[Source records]
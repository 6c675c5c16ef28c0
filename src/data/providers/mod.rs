//! Kline providers tried, in order, by the resolver.
//!
//! Each provider maps its own wire format into canonical [`Candle`]s and
//! reports failures through [`ProviderError`]. Nothing here retries or falls
//! back; that is the resolver's job.

pub mod backend;
#[cfg(not(target_arch = "wasm32"))]
pub mod exchange;
pub mod market_data;

use std::fmt;
use std::time::Duration;

use async_trait::async_trait;
use serde::de::DeserializeOwned;
use serde::{Deserialize, Serialize};

#[cfg(not(target_arch = "wasm32"))]
use crate::config::ENDPOINTS;
use crate::domain::{Candle, Interval};

pub use backend::BackendKlines;
#[cfg(not(target_arch = "wasm32"))]
pub use exchange::ExchangeKlines;
pub use market_data::MarketDataOhlc;

/// Which source a provider stands for. Declaration order is fallback priority.
#[derive(Debug, Clone, Copy, PartialEq, Eq, PartialOrd, Ord, Hash, Serialize, Deserialize)]
pub enum ProviderId {
    ConfiguredBackend,
    PublicMarketApi,
    ExchangeRest,
}

impl fmt::Display for ProviderId {
    fn fmt(&self, f: &mut fmt::Formatter<'_>) -> fmt::Result {
        match self {
            ProviderId::ConfiguredBackend => write!(f, "backend"),
            ProviderId::PublicMarketApi => write!(f, "market-data API"),
            ProviderId::ExchangeRest => write!(f, "exchange REST"),
        }
    }
}

/// Why a single provider attempt did not produce candles.
#[derive(Debug, Clone, PartialEq)]
pub enum ProviderError {
    /// Network, DNS, TLS or CORS failure before a response arrived
    TransportFailure(String),
    /// A response arrived with a non-success status
    UnsuccessfulResponse { status: Option<u16>, message: String },
    /// Success, but no usable records
    EmptyResult,
    /// The provider has no mapping for this symbol; no request was made
    UnsupportedSymbol(String),
    /// Payload could not be read as candles (non-numeric fields, wrong shape)
    MalformedInput(String),
    /// The attempt did not finish within the resolver's deadline
    DeadlineExceeded(Duration),
}

impl fmt::Display for ProviderError {
    fn fmt(&self, f: &mut fmt::Formatter<'_>) -> fmt::Result {
        match self {
            ProviderError::TransportFailure(msg) => write!(f, "transport failure: {}", msg),
            ProviderError::UnsuccessfulResponse {
                status: Some(code),
                message,
            } => write!(f, "unsuccessful response ({}): {}", code, message),
            ProviderError::UnsuccessfulResponse {
                status: None,
                message,
            } => write!(f, "unsuccessful response: {}", message),
            ProviderError::EmptyResult => write!(f, "empty result"),
            ProviderError::UnsupportedSymbol(symbol) => write!(f, "unsupported symbol: {}", symbol),
            ProviderError::MalformedInput(msg) => write!(f, "malformed input: {}", msg),
            ProviderError::DeadlineExceeded(d) => {
                write!(f, "no answer within {} ms", d.as_millis())
            }
        }
    }
}

impl std::error::Error for ProviderError {}

#[derive(Debug, Clone, PartialEq)]
pub enum AttemptOutcome {
    Candles(usize),
    Failed(ProviderError),
}

/// One line of the resolution log, kept for status reporting.
#[derive(Debug, Clone, PartialEq)]
pub struct ProviderAttempt {
    pub provider: ProviderId,
    pub outcome: AttemptOutcome,
}

impl fmt::Display for ProviderAttempt {
    fn fmt(&self, f: &mut fmt::Formatter<'_>) -> fmt::Result {
        match &self.outcome {
            AttemptOutcome::Candles(n) => write!(f, "{}: {} candles", self.provider, n),
            AttemptOutcome::Failed(e) => write!(f, "{}: {}", self.provider, e),
        }
    }
}

#[cfg_attr(target_arch = "wasm32", async_trait(?Send))]
#[cfg_attr(not(target_arch = "wasm32"), async_trait)]
pub trait KlineProvider: Send + Sync {
    fn id(&self) -> ProviderId;

    /// Up to `limit` most recent candles, ascending. May be empty.
    async fn fetch_klines(
        &self,
        symbol: &str,
        interval: Interval,
        limit: usize,
    ) -> Result<Vec<Candle>, ProviderError>;
}

/// A JSON number that some APIs send as a string ("42000.10").
#[derive(Debug, Clone, Deserialize)]
#[serde(untagged)]
pub enum RawNumber {
    Number(f64),
    Text(String),
}

impl RawNumber {
    pub fn to_f64(&self, field: &str) -> Result<f64, ProviderError> {
        let value = match self {
            RawNumber::Number(n) => Some(*n),
            RawNumber::Text(s) => s.trim().parse::<f64>().ok(),
        };
        value
            .filter(|v| v.is_finite())
            .ok_or_else(|| ProviderError::MalformedInput(format!("{} is not numeric: {:?}", field, self)))
    }
}

/// Shared reqwest client. Native builds get a request timeout; the browser
/// fetch API has none to configure.
pub fn http_client() -> reqwest::Client {
    #[cfg(not(target_arch = "wasm32"))]
    {
        reqwest::Client::builder()
            .timeout(Duration::from_millis(ENDPOINTS.client.timeout_ms))
            .build()
            .unwrap_or_else(|e| {
                log::warn!("⚠️  Falling back to default HTTP client: {}", e);
                reqwest::Client::new()
            })
    }
    #[cfg(target_arch = "wasm32")]
    {
        reqwest::Client::new()
    }
}

/// Sends a GET and decodes JSON, classifying every failure mode.
pub(crate) async fn get_json<T: DeserializeOwned>(
    request: reqwest::RequestBuilder,
) -> Result<T, ProviderError> {
    let response = request
        .send()
        .await
        .map_err(|e| ProviderError::TransportFailure(e.to_string()))?;

    let status = response.status();
    if !status.is_success() {
        return Err(ProviderError::UnsuccessfulResponse {
            status: Some(status.as_u16()),
            message: status.canonical_reason().unwrap_or("unknown").to_string(),
        });
    }

    response
        .json::<T>()
        .await
        .map_err(|e| ProviderError::MalformedInput(e.to_string()))
}

#[cfg(test)]
mod tests {
    use super::*;

    #[test]
    fn raw_numbers_accept_strings_and_numbers() {
        let parsed: Vec<RawNumber> = serde_json::from_str(r#"[1.5, "2.25", " 3 ", "abc"]"#).unwrap();
        assert_eq!(parsed[0].to_f64("a").unwrap(), 1.5);
        assert_eq!(parsed[1].to_f64("b").unwrap(), 2.25);
        assert_eq!(parsed[2].to_f64("c").unwrap(), 3.0);
        assert!(matches!(
            parsed[3].to_f64("d"),
            Err(ProviderError::MalformedInput(_))
        ));
    }

    #[test]
    fn priority_follows_declaration_order() {
        assert!(ProviderId::ConfiguredBackend < ProviderId::PublicMarketApi);
        assert!(ProviderId::PublicMarketApi < ProviderId::ExchangeRest);
    }

    #[test]
    fn attempt_display_is_readable() {
        let attempt = ProviderAttempt {
            provider: ProviderId::PublicMarketApi,
            outcome: AttemptOutcome::Failed(ProviderError::UnsupportedSymbol("FOOUSDT".into())),
        };
        assert_eq!(attempt.to_string(), "market-data API: unsupported symbol: FOOUSDT");
    }
}
// Domain types and value objects
pub mod candle;
pub mod interval;
pub mod symbol;

// Re-export commonly used types
pub use candle::{Candle, PricePoint, SeriesWindow};
pub use interval::Interval;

# YOUR GOAL
Copy out the data above, word for word.

# RESPONSE TO THIS EXERCISE
repository 6c675c5c16ef28c0
filename src/data/providers/mod.rs
//! Kline providers tried, in order, by the resolver.
//!
//! Each provider maps its own wire format into canonical [`Candle`]s and
//! reports failures through [`ProviderError`]. Nothing here retries or falls
//! back; that is the resolver's job.

pub mod backend;
#[cfg(not(target_arch = "wasm32"))]
pub mod exchange;
pub mod market_data;

use std::fmt;
use std::time::Duration;

use async_trait::async_trait;
use serde::de::DeserializeOwned;
use serde::{Deserialize, Serialize};

#[cfg(not(target_arch = "wasm32"))]
use crate::config::ENDPOINTS;
use crate::domain::{Candle, Interval};

pub use backend::BackendKlines;
#[cfg(not(target_arch = "wasm32"))]
pub use exchange::ExchangeKlines;
pub use market_data::MarketDataOhlc;

/// Which source a provider stands for. Declaration order is fallback priority.
#[derive(Debug, Clone, Copy, PartialEq, Eq, PartialOrd, Ord, Hash, Serialize, Deserialize)]
pub enum ProviderId {
    ConfiguredBackend,
    PublicMarketApi,
    ExchangeRest,
}

impl fmt::Display for ProviderId {
    fn fmt(&self, f: &mut fmt::Formatter<'_>) -> fmt::Result {
        match self {
            ProviderId::ConfiguredBackend => write!(f, "backend"),
            ProviderId::PublicMarketApi => write!(f, "market-data API"),
            ProviderId::ExchangeRest => write!(f, "exchange REST"),
        }
    }
}

/// Why a single provider attempt did not produce candles.
#[derive(Debug, Clone, PartialEq)]
pub enum ProviderError {
    /// Network, DNS, TLS or CORS failure before a response arrived
    TransportFailure(String),
    /// A response arrived with a non-success status
    UnsuccessfulResponse { status: Option<u16>, message: String },
    /// Success, but no usable records
    EmptyResult,
    /// The provider has no mapping for this symbol; no request was made
    UnsupportedSymbol(String),
    /// Payload could not be read as candles (non-numeric fields, wrong shape)
    MalformedInput(String),
    /// The attempt did not finish within the resolver's deadline
    DeadlineExceeded(Duration),
}

impl fmt::Display for ProviderError {
    fn fmt(&self, f: &mut fmt::Formatter<'_>) -> fmt::Result {
        match self {
            ProviderError::TransportFailure(msg) => write!(f, "transport failure: {}", msg),
            ProviderError::UnsuccessfulResponse {
                status: Some(code),
                message,
            } => write!(f, "unsuccessful response ({}): {}", code, message),
            ProviderError::UnsuccessfulResponse {
                status: None,
                message,
            } => write!(f, "unsuccessful response: {}", message),
            ProviderError::EmptyResult => write!(f, "empty result"),
            ProviderError::UnsupportedSymbol(symbol) => write!(f, "unsupported symbol: {}", symbol),
            ProviderError::MalformedInput(msg) => write!(f, "malformed input: {}", msg),
            ProviderError::DeadlineExceeded(d) => {
                write!(f, "no answer within {} ms", d.as_millis())
            }
        }
    }
}

impl std::error::Error for ProviderError {}

#[derive(Debug, Clone, PartialEq)]
pub enum AttemptOutcome {
    Candles(usize),
    Failed(ProviderError),
}

/// One line of the resolution log, kept for status reporting.
#[derive(Debug, Clone, PartialEq)]
pub struct ProviderAttempt {
    pub provider: ProviderId,
    pub outcome: AttemptOutcome,
}

impl fmt::Display for ProviderAttempt {
    fn fmt(&self, f: &mut fmt::Formatter<'_>) -> fmt::Result {
        match &self.outcome {
            AttemptOutcome::Candles(n) => write!(f, "{}: {} candles", self.provider, n),
            AttemptOutcome::Failed(e) => write!(f, "{}: {}", self.provider, e),
        }
    }
}

#[cfg_attr(target_arch = "wasm32", async_trait(?Send))]
#[cfg_attr(not(target_arch = "wasm32"), async_trait)]
pub trait KlineProvider: Send + Sync {
    fn id(&self) -> ProviderId;

    /// Up to `limit` most recent candles, ascending. May be empty.
    async fn fetch_klines(
        &self,
        symbol: &str,
        interval: Interval,
        limit: usize,
    ) -> Result<Vec<Candle>, ProviderError>;
}

/// A JSON number that some APIs send as a string ("42000.10").
#[derive(Debug, Clone, Deserialize)]
#[serde(untagged)]
pub enum RawNumber {
    Number(f64),
    Text(String),
}

impl RawNumber {
    pub fn to_f64(&self, field: &str) -> Result<f64, ProviderError> {
        let value = match self {
            RawNumber::Number(n) => Some(*n),
            RawNumber::Text(s) => s.trim().parse::<f64>().ok(),
        };
        value
            .filter(|v| v.is_finite())
            .ok_or_else(|| ProviderError::MalformedInput(format!("{} is not numeric: {:?}", field, self)))
    }
}

/// Shared reqwest client. Native builds get a request timeout; the browser
/// fetch API has none to configure.
pub fn http_client() -> reqwest::Client {
    #[cfg(not(target_arch = "wasm32"))]
    {
        reqwest::Client::builder()
            .timeout(Duration::from_millis(ENDPOINTS.client.timeout_ms))
            .build()
            .unwrap_or_else(|e| {
                log::warn!("⚠️  Falling back to default HTTP client: {}", e);
                reqwest::Client::new()
            })
    }
    #[cfg(target_arch = "wasm32")]
    {
        reqwest::Client::new()
    }
}

/// Sends a GET and decodes JSON, classifying every failure mode.
pub(crate) async fn get_json<T: DeserializeOwned>(
    request: reqwest::RequestBuilder,
) -> Result<T, ProviderError> {
    let response = request
        .send()
        .await
        .map_err(|e| ProviderError::TransportFailure(e.to_string()))?;

    let status = response.status();
    if !status.is_success() {
        return Err(ProviderError::UnsuccessfulResponse {
            status: Some(status.as_u16()),
            message: status.canonical_reason().unwrap_or("unknown").to_string(),
        });
    }

    response
        .json::<T>()
        .await
        .map_err(|e| ProviderError::MalformedInput(e.to_string()))
}

#[cfg(test)]
mod tests {
    use super::*;

    #[test]
    fn raw_numbers_accept_strings_and_numbers() {
        let parsed: Vec<RawNumber> = serde_json::from_str(r#"[1.5, "2.25", " 3 ", "abc"]"#).unwrap();
        assert_eq!(parsed[0].to_f64("a").unwrap(), 1.5);
        assert_eq!(parsed[1].to_f64("b").unwrap(), 2.25);
        assert_eq!(parsed[2].to_f64("c").unwrap(), 3.0);
        assert!(matches!(
            parsed[3].to_f64("d"),
            Err(ProviderError::MalformedInput(_))
        ));
    }

    #[test]
    fn priority_follows_declaration_order() {
        assert!(ProviderId::ConfiguredBackend < ProviderId::PublicMarketApi);
        assert!(ProviderId::PublicMarketApi < ProviderId::ExchangeRest);
    }

    #[test]
    fn attempt_display_is_readable() {
        let attempt = ProviderAttempt {
            provider: ProviderId::PublicMarketApi,
            outcome: AttemptOutcome::Failed(ProviderError::UnsupportedSymbol("FOOUSDT".into())),
        };
        assert_eq!(attempt.to_string(), "market-data API: unsupported symbol: FOOUSDT");
    }
}
// Domain types and value objects
pub mod candle;
pub mod interval;
pub mod symbol;

// Re-export commonly used types
pub use candle::{Candle, PricePoint, SeriesWindow};
pub use interval::Interval;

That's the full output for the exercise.